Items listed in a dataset
╔══

use crate::api::use_api;
use crate::config::use_config;
use crate::forms::{FormController, FormOutcome, Notice, SignupFlow, run_submit};
use crate::web::route::AppRoute;
use crate::web::router::{Link, use_router};
use auth_portal_shared::SignupRequest;
use leptos::prelude::*;
use leptos::task::spawn_local;

#[component]
pub fn SignupPage() -> impl IntoView {
    let api = use_api();
    let delay = use_config().signup_redirect_delay;
    let router = use_router();

    let (username, set_username) = signal(String::new());
    let (email, set_email) = signal(String::new());
    let (password, set_password) = signal(String::new());
    let form = RwSignal::new(FormController::default());

    let is_busy = move || form.with(FormController::is_busy);
    let notice = move || form.with(|f| f.notice().cloned());

    let on_submit = move |ev: leptos::ev::SubmitEvent| {
        ev.prevent_default();

        let req = SignupRequest::new(
            username.get_untracked(),
            email.get_untracked(),
            password.get_untracked(),
        );
        let api = api.clone();
        spawn_local(async move {
            let outcome = run_submit(&form, SignupFlow::submit(&api, &req, delay)).await;
            if let Some(FormOutcome::Registered { redirect_after, .. }) = outcome {
                gloo_timers::future::sleep(redirect_after).await;
                // 等待期间离开了页面则不再跳转
                if form.is_disposed() {
                    return;
                }
                router.navigate(AppRoute::Login);
            }
        });
    };

    view! {
        <div class="hero min-h-screen bg-base-200">
            <div class="hero-content flex-col w-full max-w-md">
                <h1 class="text-3xl font-bold">"Sign Up"</h1>

                <div class="card shrink-0 w-full shadow-2xl bg-base-100">
                    <form class="card-body" on:submit=on_submit>
                        {move || notice().map(|notice| match notice {
                            Notice::Error(msg) => view! {
                                <div role="alert" class="alert alert-error text-sm py-2">
                                    <span>{msg}</span>
                                </div>
                            }.into_any(),
                            Notice::Success(msg) => view! {
                                <div role="alert" class="alert alert-success text-sm py-2">
                                    <span>{msg}</span>
                                </div>
                            }.into_any(),
                        })}

                        <div class="form-control">
                            <label class="label" for="username">
                                <span class="label-text">"Username"</span>
                            </label>
                            <input
                                id="username"
                                type="text"
                                on:input=move |ev| set_username.set(event_target_value(&ev))
                                prop:value=username
                                class="input input-bordered"
                                required
                                disabled=is_busy
                            />
                        </div>
                        <div class="form-control">
                            <label class="label" for="email">
                                <span class="label-text">"Email"</span>
                            </label>
                            <input
                                id="email"
                                type="email"
                                on:input=move |ev| set_email.set(event_target_value(&ev))
                                prop:value=email
                                class="input input-bordered"
                                required
                                disabled=is_busy
                            />
                        </div>
                        <div class="form-control">
                            <label class="label" for="password">
                                <span class="label-text">"Password"</span>
                            </label>
                            <input
                                id="password"
                                type="password"
                                on:input=move |ev| set_password.set(event_target_value(&ev))
                                prop:value=password
                                class="input input-bordered"
                                required
                                disabled=is_busy
                            />
                        </div>
                        <div class="form-control mt-6">
                            <button type="submit" class="btn btn-success" disabled=is_busy>
                                {move || if is_busy() {
                                    view! { <span class="loading loading-spinner"></span> "Creating..." }.into_any()
                                } else {
                                    "Create Account".into_any()
                                }}
                            </button>
                        </div>
                    </form>
                </div>

                <p class="text-sm">
                    "Already have an account? "
                    <Link to=AppRoute::Login class="link link-primary" disabled={Signal::derive(is_busy)}>"Login"</Link>
                </p>
            </div>
        </div>
    }
}
//! 浏览器存储封装模块
//!
//! `StorageArea` 是一个同步的键值存储接口。浏览器实现直接使用 `web_sys::Storage`，
//! 值按原样存取（token 是裸字符串，user 是 JSON 文本）。

use crate::error::StorageError;

#[cfg(test)]
use std::cell::RefCell;
#[cfg(test)]
use std::collections::HashMap;
#[cfg(test)]
use std::rc::Rc;

/// 存储区域作用域
#[derive(Debug, Clone, Copy, PartialEq, Eq, Default)]
pub enum SessionScope {
    /// `localStorage`：关闭标签页后仍然保留
    #[default]
    Local,
    /// `sessionStorage`：仅在当前标签页内有效
    Session,
}

impl SessionScope {
    /// 解析配置值，大小写不敏感
    pub fn parse(value: &str) -> Option<Self> {
        match value.trim().to_ascii_lowercase().as_str() {
            "local" | "localstorage" => Some(Self::Local),
            "session" | "sessionstorage" => Some(Self::Session),
            _ => None,
        }
    }

    pub fn as_str(&self) -> &'static str {
        match self {
            Self::Local => "local",
            Self::Session => "session",
        }
    }
}

/// 键值存储区域
pub trait StorageArea {
    /// 读取值；键不存在或存储不可用时返回 `None`
    fn get(&self, key: &str) -> Option<String>;
    fn set(&self, key: &str, value: &str) -> Result<(), StorageError>;
    fn remove(&self, key: &str);
    /// 清空整个区域
    fn clear(&self);
}

// =========================================================
// 浏览器实现
// =========================================================

/// 浏览器存储区域
#[derive(Debug, Clone, Copy, PartialEq, Eq)]
pub struct BrowserStorage {
    scope: SessionScope,
}

impl BrowserStorage {
    pub fn new(scope: SessionScope) -> Self {
        Self { scope }
    }

    /// 获取 Storage 实例
    fn storage(&self) -> Option<web_sys::Storage> {
        let window = web_sys::window()?;
        match self.scope {
            SessionScope::Local => window.local_storage().ok()?,
            SessionScope::Session => window.session_storage().ok()?,
        }
    }
}

impl StorageArea for BrowserStorage {
    fn get(&self, key: &str) -> Option<String> {
        self.storage()?.get_item(key).ok()?
    }

    fn set(&self, key: &str, value: &str) -> Result<(), StorageError> {
        let storage = self.storage().ok_or(StorageError::Unavailable)?;
        storage
            .set_item(key, value)
            .map_err(|e| StorageError::WriteFailed(format!("{:?}", e)))
    }

    fn remove(&self, key: &str) {
        if let Some(storage) = self.storage() {
            let _ = storage.remove_item(key);
        }
    }

    fn clear(&self) {
        if let Some(storage) = self.storage() {
            let _ = storage.clear();
        }
    }
}

// =========================================================
// 测试工具: MemoryStorage
// =========================================================

/// 内存存储，克隆后共享同一份数据
#[cfg(test)]
#[derive(Debug, Clone, Default)]
pub struct MemoryStorage {
    pub map: Rc<RefCell<HashMap<String, String>>>,
}

#[cfg(test)]
impl MemoryStorage {
    pub fn new() -> Self {
        Self::default()
    }

    pub fn len(&self) -> usize {
        self.map.borrow().len()
    }
}

#[cfg(test)]
impl StorageArea for MemoryStorage {
    fn get(&self, key: &str) -> Option<String> {
        self.map.borrow().get(key).cloned()
    }

    fn set(&self, key: &str, value: &str) -> Result<(), StorageError> {
        self.map
            .borrow_mut()
            .insert(key.to_string(), value.to_string());
        Ok(())
    }

    fn remove(&self, key: &str) {
        self.map.borrow_mut().remove(key);
    }

    fn clear(&self) {
        self.map.borrow_mut().clear();
    }
}

#[cfg(test)]
mod tests {
    use super::*;

    #[test]
    fn test_scope_parse() {
        assert_eq!(SessionScope::parse("local"), Some(SessionScope::Local));
        assert_eq!(SessionScope::parse(" Session "), Some(SessionScope::Session));
        assert_eq!(
            SessionScope::parse("sessionStorage"),
            Some(SessionScope::Session)
        );
        assert_eq!(SessionScope::parse("cookie"), None);
    }

    #[test]
    fn test_memory_storage_shares_clones() {
        let a = MemoryStorage::new();
        let b = a.clone();
        a.set("token", "t1").unwrap();
        assert_eq!(b.get("token").as_deref(), Some("t1"));
        b.clear();
        assert_eq!(a.len(), 0);
    }
}
use crate::config::AppConfig;
use crate::error::{ApiError, ApiResult};
use crate::web::http::{FetchHttpClient, HttpClient, HttpRequest};
use auth_portal_shared::protocol::{ApiRequest, HttpMethod, MeRequest};
use auth_portal_shared::{
    ErrorBody, LoginRequest, LoginResponse, SignupRequest, SignupResponse, User,
};
use leptos::prelude::use_context;

/// 浏览器中使用的 API 客户端
pub type BrowserApi = AuthApi<FetchHttpClient>;

/// 从 Context 获取 API 客户端
pub fn use_api() -> BrowserApi {
    use_context::<BrowserApi>().expect("BrowserApi should be provided")
}

/// 后端认证 API
///
/// 每个调用最多发出一个请求，结果在这里解析为 `ApiResult`，页面不再接触原始响应。
#[derive(Clone, Debug)]
pub struct AuthApi<C> {
    config: AppConfig,
    client: C,
}

impl<C: HttpClient> AuthApi<C> {
    pub fn new(config: AppConfig, client: C) -> Self {
        Self { config, client }
    }

    pub fn client(&self) -> &C {
        &self.client
    }

    /// 登录，换取 token 与用户记录
    pub async fn login(&self, req: &LoginRequest) -> ApiResult<LoginResponse> {
        self.call(req, None).await
    }

    /// 注册；成功时不会建立会话
    pub async fn signup(&self, req: &SignupRequest) -> ApiResult<SignupResponse> {
        self.call(req, None).await
    }

    /// 用 bearer token 获取当前用户
    pub async fn me(&self, token: &str) -> ApiResult<User> {
        self.call(&MeRequest, Some(token)).await
    }

    async fn call<R: ApiRequest>(&self, req: &R, bearer: Option<&str>) -> ApiResult<R::Response> {
        let url = self.config.endpoint(R::PATH);
        let mut http_req = HttpRequest::new(&url, R::METHOD);

        if R::METHOD == HttpMethod::Post {
            let body = serde_json::to_string(req)
                .map_err(|e| ApiError::Malformed(format!("encode request: {}", e)))?;
            http_req = http_req.with_json(body);
        }
        if let Some(token) = bearer {
            http_req = http_req.with_bearer(token);
        }

        let resp = self.client.send(http_req).await?;

        if !resp.is_success() {
            // 错误响应体不是 JSON 时按空对象处理
            let body: ErrorBody = serde_json::from_str(&resp.body).unwrap_or_default();
            log::debug!("{} rejected with status {}", R::PATH, resp.status);
            return Err(ApiError::Rejected {
                status: resp.status,
                message: body.message_for(R::ERROR_FIELD),
            });
        }

        serde_json::from_str(&resp.body).map_err(|e| ApiError::Malformed(e.to_string()))
    }
}

#[cfg(test)]
mod tests {
    use super::*;
    use crate::error::HttpError;
    use crate::web::http::MockHttpClient;
    use serde_json::json;

    const BASE: &str = "https://api.test";

    fn create_api() -> AuthApi<MockHttpClient> {
        let config = AppConfig::from_values(Some("https://api.test/"), None);
        AuthApi::new(config, MockHttpClient::new())
    }

    #[tokio::test]
    async fn test_login_posts_json_body() {
        let api = create_api();
        api.client().mock_response(
            &format!("{}/api/token", BASE),
            200,
            json!({"token": "t1", "user": {"id": 1, "username": "ana", "email": "a@x.com"}}),
        );

        let resp = api.login(&LoginRequest::new("ana", "pw")).await.unwrap();
        assert_eq!(resp.token, "t1");

        let requests = api.client().requests.borrow();
        assert_eq!(requests.len(), 1);
        let req = &requests[0];
        assert_eq!(req.url, "https://api.test/api/token");
        assert_eq!(req.method, HttpMethod::Post);
        assert_eq!(req.header("content-type"), Some("application/json"));
        let body: serde_json::Value = serde_json::from_str(req.body.as_deref().unwrap()).unwrap();
        assert_eq!(body, json!({"username": "ana", "password": "pw"}));
    }

    #[tokio::test]
    async fn test_login_rejection_reads_msg() {
        let api = create_api();
        api.client().mock_response(
            &format!("{}/api/token", BASE),
            401,
            json!({"msg": "bad credentials"}),
        );

        let err = api.login(&LoginRequest::new("ana", "pw")).await.unwrap_err();
        assert_eq!(
            err,
            ApiError::Rejected {
                status: 401,
                message: Some("bad credentials".to_string()),
            }
        );
    }

    #[tokio::test]
    async fn test_signup_rejection_reads_error_first() {
        let api = create_api();
        api.client().mock_response(
            &format!("{}/api/signup", BASE),
            409,
            json!({"error": "username or email already exists", "msg": "ignored"}),
        );

        let err = api
            .signup(&SignupRequest::new("ana", "a@x.com", "pw"))
            .await
            .unwrap_err();
        assert_eq!(err.user_message("Signup failed"), "username or email already exists");
    }

    #[tokio::test]
    async fn test_non_json_rejection_body_is_empty_payload() {
        let api = create_api();
        api.client().mock_raw_response(
            &format!("{}/api/token", BASE),
            502,
            "<html>Bad Gateway</html>",
        );

        let err = api.login(&LoginRequest::new("ana", "pw")).await.unwrap_err();
        assert_eq!(
            err,
            ApiError::Rejected {
                status: 502,
                message: None,
            }
        );
        assert_eq!(err.user_message("Login failed"), "Login failed");
    }

    #[tokio::test]
    async fn test_me_sends_bearer_token_without_body() {
        let api = create_api();
        api.client().mock_response(
            &format!("{}/api/me", BASE),
            200,
            json!({"id": 1, "username": "ana", "email": "a@x.com"}),
        );

        let user = api.me("tok-123").await.unwrap();
        assert_eq!(user.username, "ana");

        let requests = api.client().requests.borrow();
        let req = &requests[0];
        assert_eq!(req.method, HttpMethod::Get);
        assert_eq!(req.header("Authorization"), Some("Bearer tok-123"));
        assert!(req.body.is_none());
    }

    #[tokio::test]
    async fn test_transport_failure_is_tagged() {
        let api = create_api();
        api.client().mock_network_failure(&format!("{}/api/me", BASE));

        let err = api.me("tok").await.unwrap_err();
        assert!(matches!(err, ApiError::Transport(HttpError::NetworkError(_))));
    }

    #[tokio::test]
    async fn test_unreadable_success_body_is_malformed() {
        let api = create_api();
        api.client()
            .mock_unreadable_body(&format!("{}/api/me", BASE), 200);

        let err = api.me("tok").await.unwrap_err();
        assert!(matches!(err, ApiError::Malformed(_)));
    }

    #[tokio::test]
    async fn test_malformed_success_body() {
        let api = create_api();
        api.client()
            .mock_raw_response(&format!("{}/api/me", BASE), 200, "not json");

        let err = api.me("tok").await.unwrap_err();
        assert!(matches!(err, ApiError::Malformed(_)));
    }
}
use crate::api::use_api;
use crate::forms::{FormController, LoginFlow, Notice, run_submit};
use crate::session::use_session;
use crate::web::route::AppRoute;
use crate::web::router::{Link, use_router};
use auth_portal_shared::LoginRequest;
use leptos::prelude::*;
use leptos::task::spawn_local;

#[component]
pub fn LoginPage() -> impl IntoView {
    let api = use_api();
    let session = use_session();
    let router = use_router();

    let (username, set_username) = signal(String::new());
    let (password, set_password) = signal(String::new());
    let form = RwSignal::new(FormController::default());

    let is_busy = move || form.with(FormController::is_busy);
    let error_msg = move || {
        form.with(|f| match f.notice() {
            Some(Notice::Error(msg)) => Some(msg.clone()),
            _ => None,
        })
    };

    let on_submit = move |ev: leptos::ev::SubmitEvent| {
        ev.prevent_default();

        let req = LoginRequest::new(username.get_untracked(), password.get_untracked());
        let api = api.clone();
        let session = session.clone();
        spawn_local(async move {
            let outcome = run_submit(&form, LoginFlow::submit(&api, &session, &req)).await;
            if let Some(route) = outcome.and_then(|o| o.next_route()) {
                router.navigate(route);
            }
        });
    };

    view! {
        <div class="hero min-h-screen bg-base-200">
            <div class="hero-content flex-col w-full max-w-md">
                <h1 class="text-3xl font-bold">"Login"</h1>

                <div class="card shrink-0 w-full shadow-2xl bg-base-100">
                    <form class="card-body" on:submit=on_submit>
                        {move || error_msg().map(|msg| view! {
                            <div role="alert" class="alert alert-error text-sm py-2">
                                <span>{msg}</span>
                            </div>
                        })}

                        <div class="form-control">
                            <label class="label" for="username">
                                <span class="label-text">"Username or Email"</span>
                            </label>
                            <input
                                id="username"
                                type="text"
                                on:input=move |ev| set_username.set(event_target_value(&ev))
                                prop:value=username
                                class="input input-bordered"
                                required
                                disabled=is_busy
                            />
                        </div>
                        <div class="form-control">
                            <label class="label" for="password">
                                <span class="label-text">"Password"</span>
                            </label>
                            <input
                                id="password"
                                type="password"
                                on:input=move |ev| set_password.set(event_target_value(&ev))
                                prop:value=password
                                class="input input-bordered"
                                required
                                disabled=is_busy
                            />
                        </div>
                        <div class="form-control mt-6">
                            <button type="submit" class="btn btn-primary" disabled=is_busy>
                                {move || if is_busy() {
                                    view! { <span class="loading loading-spinner"></span> "Logging in..." }.into_any()
                                } else {
                                    "Login".into_any()
                                }}
                            </button>
                        </div>
                    </form>
                </div>

                <p class="text-sm">
                    "Don't have an account? "
                    <Link to=AppRoute::Signup class="link link-primary" disabled={Signal::derive(is_busy)}>"Sign Up"</Link>
                </p>
            </div>
        </div>
    }
}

╚══

» **PROBLEM DETAILS**
In the records above, find the lines holding "HashMap". Copy each one.

» **WRITTEN REPLY**
use std::collections::HashMap;
    pub map: Rc<RefCell<HashMap<String, String>>>,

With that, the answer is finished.